EXERCISE INSTRUCTIONS: Check every line below, and copy those that include "const".

RECORDS SHOWN:
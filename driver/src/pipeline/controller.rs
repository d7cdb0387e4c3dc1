//! Sequential execution of the requested stages.

use crate::artifacts::ArtifactManager;
use crate::core::{exit_codes, Component, PipelineResult, StageRecord};
use crate::errors::DriverError;
use crate::events::{StatusLine, StatusSink};
use crate::request::PlanningRequest;
use crate::stages::StageRunner;
use chrono::Utc;
use std::sync::Arc;
use tracing::{info, info_span, warn, Instrument};
use uuid::Uuid;

/// Runs the stages of a request one after another.
///
/// Each stage consumes what the previous one produced, so stages never
/// overlap. The only point where a run can stop early is between stages,
/// after one of them reported that the pipeline must not continue.
#[derive(Clone)]
pub struct PipelineController {
    runner: StageRunner,
    artifacts: ArtifactManager,
    sink: Arc<dyn StatusSink>,
}

impl std::fmt::Debug for PipelineController {
    fn fmt(&self, f: &mut std::fmt::Formatter<'_>) -> std::fmt::Result {
        f.debug_struct("PipelineController")
            .field("runner", &self.runner)
            .finish_non_exhaustive()
    }
}

impl PipelineController {
    /// Creates a controller.
    #[must_use]
    pub fn new(runner: StageRunner, artifacts: ArtifactManager, sink: Arc<dyn StatusSink>) -> Self {
        Self {
            runner,
            artifacts,
            sink,
        }
    }

    /// Returns the stage runner.
    #[must_use]
    pub const fn runner(&self) -> &StageRunner {
        &self.runner
    }

    /// Runs `request` with a fresh run id.
    ///
    /// # Errors
    ///
    /// See [`PipelineController::run_with_id`].
    pub async fn run(&self, request: &PlanningRequest) -> Result<PipelineResult, DriverError> {
        self.run_with_id(request, Uuid::new_v4().to_string()).await
    }

    /// Runs `request`, tagging logs and the result with `run_id`.
    ///
    /// # Errors
    ///
    /// Returns a configuration error before any stage runs if the stage list
    /// is empty or names an unknown stage. Returns the error of a stage
    /// collaborator, or an artifact error if the intermediate file cannot be
    /// disposed of after search; no further stage runs in either case.
    pub async fn run_with_id(
        &self,
        request: &PlanningRequest,
        run_id: String,
    ) -> Result<PipelineResult, DriverError> {
        let stages = request.stages()?;
        let span = info_span!("pipeline", run_id = %run_id);
        self.execute(&stages, request, run_id).instrument(span).await
    }

    async fn execute(
        &self,
        stages: &[Component],
        request: &PlanningRequest,
        run_id: String,
    ) -> Result<PipelineResult, DriverError> {
        info!(stages = ?stages, "starting pipeline");
        let mut records = Vec::with_capacity(stages.len());
        let mut aborted_after = None;

        for &component in stages {
            let started_at = Utc::now();
            let result = self.runner.run(component, request).await?;

            if component == Component::Search {
                self.artifacts.dispose(request).await?;
            }

            self.sink.report(StatusLine::StageExit {
                component,
                exit_code: result.exit_code,
            });
            records.push(StageRecord {
                component,
                result,
                started_at,
                ended_at: Utc::now(),
            });

            if !result.should_continue {
                if exit_codes::is_unrecoverable(result.exit_code) {
                    warn!(component = %component, exit_code = result.exit_code, "stage failed unrecoverably");
                }
                self.sink.report(StatusLine::Aborting { component });
                aborted_after = Some(component);
                break;
            }
        }

        // The stage list is never empty, so at least one stage has run.
        let exit_code = records
            .last()
            .map(|record| record.result.exit_code)
            .ok_or_else(|| DriverError::Internal("pipeline finished without running a stage".to_string()))?;

        info!(exit_code, aborted = aborted_after.is_some(), "pipeline finished");
        Ok(PipelineResult {
            run_id,
            exit_code,
            stages: records,
            aborted_after,
        })
    }
}
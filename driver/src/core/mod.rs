//! Core domain model types for the plan driver.
//!
//! This module contains the fundamental types used throughout the crate:
//! - The recognized pipeline components and their canonical order
//! - Planner exit codes
//! - Stage and pipeline results

mod component;
pub mod exit_codes;
mod result;

pub use component::{resolve_components, Component, RUN_ALL_COMPONENTS};
pub use result::{PipelineResult, StageRecord, StageResult};
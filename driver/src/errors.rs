//! Error types for the plan driver.
//!
//! Configuration errors are reported before any stage runs. Artifact errors
//! abort the pipeline run they occur in. A stage that asks the pipeline to
//! stop is not an error at all; it is reported through
//! [`StageResult::should_continue`](crate::core::StageResult).

use crate::core::{exit_codes, Component};
use std::path::PathBuf;
use thiserror::Error;

/// The main error type for plan driver operations.
#[derive(Debug, Error)]
pub enum DriverError {
    /// The request or configuration is invalid.
    #[error("{0}")]
    Config(#[from] ConfigError),

    /// The intermediate artifact is not in the expected state.
    #[error("{0}")]
    Artifact(#[from] ArtifactError),

    /// A stage program could not be started.
    #[error("Failed to launch {component} program {}: {source}", .program.display())]
    Launch {
        /// The stage being launched.
        component: Component,
        /// The program that failed to start.
        program: PathBuf,
        /// The underlying error.
        #[source]
        source: std::io::Error,
    },

    /// Serialization/deserialization error.
    #[error("Serialization error: {0}")]
    Serialization(String),

    /// A generic internal error.
    #[error("Internal error: {0}")]
    Internal(String),

    /// IO error.
    #[error("IO error: {0}")]
    Io(#[from] std::io::Error),
}

impl DriverError {
    /// Creates a launch error.
    #[must_use]
    pub fn launch(component: Component, program: impl Into<PathBuf>, source: std::io::Error) -> Self {
        Self::Launch {
            component,
            program: program.into(),
            source,
        }
    }

    /// Returns the exit code reported for this error.
    #[must_use]
    pub const fn exit_code(&self) -> i32 {
        match self {
            Self::Config(_) => exit_codes::DRIVER_INPUT_ERROR,
            _ => exit_codes::DRIVER_CRITICAL_ERROR,
        }
    }

    /// Returns true if the error was caused by the request itself.
    #[must_use]
    pub const fn is_config(&self) -> bool {
        matches!(self, Self::Config(_))
    }
}

impl From<serde_json::Error> for DriverError {
    fn from(err: serde_json::Error) -> Self {
        Self::Serialization(err.to_string())
    }
}

/// Errors in a request or in the driver configuration.
#[derive(Debug, Clone, PartialEq, Eq, Error)]
pub enum ConfigError {
    /// A component name outside of translate, search and validate.
    #[error("Unknown component: '{0}'")]
    UnknownComponent(String),

    /// The request resolves to no stages.
    #[error("No components to run; pass a component list or request all components")]
    EmptyComponents,

    /// The requested alias is not registered.
    #[error("Unknown alias: '{0}'")]
    UnknownAlias(String),

    /// An alias was combined with explicit search settings.
    #[error("Alias '{0}' cannot be combined with search options or a portfolio")]
    AliasConflict(String),

    /// A stage is missing one of its inputs.
    #[error("Missing input for {component}: {reason}")]
    MissingInput {
        /// The stage lacking input.
        component: Component,
        /// What is missing.
        reason: String,
    },

    /// Another running request owns the artifact path.
    #[error("Intermediate file {} is already in use by another run", .0.display())]
    ArtifactPathInUse(PathBuf),

    /// The request could not be decoded.
    #[error("Invalid request: {0}")]
    InvalidRequest(String),

    /// The configuration file is invalid.
    #[error("Invalid configuration: {0}")]
    InvalidConfig(String),
}

impl ConfigError {
    /// Creates a missing input error.
    #[must_use]
    pub fn missing_input(component: Component, reason: impl Into<String>) -> Self {
        Self::MissingInput {
            component,
            reason: reason.into(),
        }
    }
}

/// Errors while disposing of the intermediate artifact.
#[derive(Debug, Error)]
pub enum ArtifactError {
    /// The artifact does not exist.
    #[error("Intermediate file {} does not exist", .path.display())]
    Missing {
        /// The expected artifact path.
        path: PathBuf,
    },

    /// The artifact exists but could not be removed.
    #[error("Failed to remove intermediate file {}: {source}", .path.display())]
    Remove {
        /// The artifact path.
        path: PathBuf,
        /// The underlying error.
        #[source]
        source: std::io::Error,
    },
}

impl ArtifactError {
    /// Creates a missing artifact error.
    #[must_use]
    pub fn missing(path: impl Into<PathBuf>) -> Self {
        Self::Missing { path: path.into() }
    }

    /// Returns the artifact path involved.
    #[must_use]
    pub fn path(&self) -> &std::path::Path {
        match self {
            Self::Missing { path } | Self::Remove { path, .. } => path,
        }
    }
}

#[cfg(test)]
mod tests {
    use super::*;

    #[test]
    fn test_config_errors_map_to_driver_input_error() {
        let err = DriverError::from(ConfigError::EmptyComponents);
        assert!(err.is_config());
        assert_eq!(err.exit_code(), exit_codes::DRIVER_INPUT_ERROR);
    }

    #[test]
    fn test_artifact_errors_map_to_driver_critical_error() {
        let err = DriverError::from(ArtifactError::missing("output.sas"));
        assert!(!err.is_config());
        assert_eq!(err.exit_code(), exit_codes::DRIVER_CRITICAL_ERROR);
        assert!(err.to_string().contains("output.sas"));
    }

    #[test]
    fn test_launch_error_message() {
        let err = DriverError::launch(
            Component::Search,
            "/opt/planner/downward",
            std::io::Error::new(std::io::ErrorKind::NotFound, "not found"),
        );
        let message = err.to_string();
        assert!(message.contains("search"));
        assert!(message.contains("/opt/planner/downward"));
        assert_eq!(err.exit_code(), exit_codes::DRIVER_CRITICAL_ERROR);
    }

    #[test]
    fn test_unknown_component_message() {
        let err = ConfigError::UnknownComponent("plan".to_string());
        assert_eq!(err.to_string(), "Unknown component: 'plan'");
    }

    #[test]
    fn test_artifact_error_path() {
        let err = ArtifactError::Remove {
            path: PathBuf::from("a.sas"),
            source: std::io::Error::new(std::io::ErrorKind::PermissionDenied, "denied"),
        };
        assert_eq!(err.path(), std::path::Path::new("a.sas"));
    }
}
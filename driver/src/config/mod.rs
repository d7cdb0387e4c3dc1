//! Driver configuration.
//!
//! Configuration is read from an optional JSON file. Every field has a
//! default, so an empty object or a missing file yields a usable setup.

use crate::errors::{ConfigError, DriverError};
use serde::{Deserialize, Serialize};
use std::path::{Path, PathBuf};

/// Top-level driver configuration.
#[derive(Debug, Clone, PartialEq, Eq, Serialize, Deserialize)]
#[serde(default)]
pub struct DriverConfig {
    /// Programs implementing the stages.
    pub components: ComponentPaths,
    /// Directory that portfolio aliases resolve into.
    pub portfolio_dir: PathBuf,
    /// Service frontend settings.
    pub service: ServiceConfig,
    /// Logging settings.
    pub telemetry: TelemetryConfig,
}

impl Default for DriverConfig {
    fn default() -> Self {
        Self {
            components: ComponentPaths::default(),
            portfolio_dir: PathBuf::from("driver/portfolios"),
            service: ServiceConfig::default(),
            telemetry: TelemetryConfig::default(),
        }
    }
}

impl DriverConfig {
    /// Loads the configuration, falling back to defaults without a path.
    ///
    /// # Errors
    ///
    /// Returns an IO error if the file cannot be read and
    /// [`ConfigError::InvalidConfig`] if its content is invalid.
    pub fn load(path: Option<&Path>) -> Result<Self, DriverError> {
        let Some(path) = path else {
            return Ok(Self::default());
        };
        let raw = std::fs::read_to_string(path)?;
        let config: Self = serde_json::from_str(&raw)
            .map_err(|e| ConfigError::InvalidConfig(format!("{}: {e}", path.display())))?;
        config.validate()?;
        Ok(config)
    }

    /// Checks values that deserialize fine but cannot work.
    ///
    /// # Errors
    ///
    /// Returns [`ConfigError::InvalidConfig`] describing the first problem.
    pub fn validate(&self) -> Result<(), ConfigError> {
        if self.service.max_concurrent_runs == 0 {
            return Err(ConfigError::InvalidConfig(
                "service.max_concurrent_runs must be at least 1".to_string(),
            ));
        }
        if self.service.listen_addr.trim().is_empty() {
            return Err(ConfigError::InvalidConfig(
                "service.listen_addr must not be empty".to_string(),
            ));
        }
        Ok(())
    }
}

/// Locations of the stage programs.
#[derive(Debug, Clone, PartialEq, Eq, Serialize, Deserialize)]
#[serde(default)]
pub struct ComponentPaths {
    /// Interpreter running the translator.
    pub python: PathBuf,
    /// Translator script.
    pub translator: PathBuf,
    /// Search engine binary.
    pub search: PathBuf,
    /// Plan validator binary.
    pub validator: PathBuf,
}

impl Default for ComponentPaths {
    fn default() -> Self {
        Self {
            python: PathBuf::from("python3"),
            translator: PathBuf::from("builds/release/bin/translate/translate.py"),
            search: PathBuf::from("builds/release/bin/downward"),
            validator: PathBuf::from("validate"),
        }
    }
}

/// Settings of the long-lived service frontend.
#[derive(Debug, Clone, PartialEq, Eq, Serialize, Deserialize)]
#[serde(default)]
pub struct ServiceConfig {
    /// Address the listener binds to.
    pub listen_addr: String,
    /// Pipelines allowed to run at the same time.
    pub max_concurrent_runs: usize,
    /// Directory for intermediate files of requests that name none.
    pub work_dir: PathBuf,
}

impl Default for ServiceConfig {
    fn default() -> Self {
        Self {
            listen_addr: "127.0.0.1:4747".to_string(),
            max_concurrent_runs: 1,
            work_dir: std::env::temp_dir(),
        }
    }
}

/// Logging settings.
#[derive(Debug, Clone, PartialEq, Eq, Serialize, Deserialize)]
#[serde(default)]
pub struct TelemetryConfig {
    /// Filter used when `RUST_LOG` is not set.
    pub filter: String,
    /// Emit JSON log lines.
    pub json: bool,
}

impl Default for TelemetryConfig {
    fn default() -> Self {
        Self {
            filter: "info".to_string(),
            json: false,
        }
    }
}

#[cfg(test)]
mod tests {
    use super::*;
    use pretty_assertions::assert_eq;

    #[test]
    fn test_load_without_path_uses_defaults() {
        let config = DriverConfig::load(None).unwrap();
        assert_eq!(config, DriverConfig::default());
        assert_eq!(config.service.max_concurrent_runs, 1);
    }

    #[test]
    fn test_load_partial_file() {
        let dir = tempfile::tempdir().unwrap();
        let path = dir.path().join("driver.json");
        std::fs::write(
            &path,
            r#"{"components": {"search": "/opt/downward"}, "service": {"max_concurrent_runs": 4}}"#,
        )
        .unwrap();

        let config = DriverConfig::load(Some(&path)).unwrap();

        assert_eq!(config.components.search, PathBuf::from("/opt/downward"));
        assert_eq!(config.components.python, PathBuf::from("python3"));
        assert_eq!(config.service.max_concurrent_runs, 4);
        assert_eq!(config.service.listen_addr, "127.0.0.1:4747");
    }

    #[test]
    fn test_load_rejects_zero_concurrency() {
        let dir = tempfile::tempdir().unwrap();
        let path = dir.path().join("driver.json");
        std::fs::write(&path, r#"{"service": {"max_concurrent_runs": 0}}"#).unwrap();

        let err = DriverConfig::load(Some(&path)).unwrap_err();
        assert!(err.is_config());
    }

    #[test]
    fn test_load_rejects_invalid_json() {
        let dir = tempfile::tempdir().unwrap();
        let path = dir.path().join("driver.json");
        std::fs::write(&path, "{ not json").unwrap();

        let err = DriverConfig::load(Some(&path)).unwrap_err();
        assert!(matches!(err, DriverError::Config(ConfigError::InvalidConfig(_))));
    }

    #[test]
    fn test_load_missing_file_is_io_error() {
        let err = DriverConfig::load(Some(Path::new("/nonexistent/driver.json"))).unwrap_err();
        assert!(matches!(err, DriverError::Io(_)));
    }
}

EXERCISE OUTPUT:
    pub const fn runner(&self) -> &StageRunner {
    pub const fn exit_code(&self) -> i32 {
    pub const fn is_config(&self) -> bool {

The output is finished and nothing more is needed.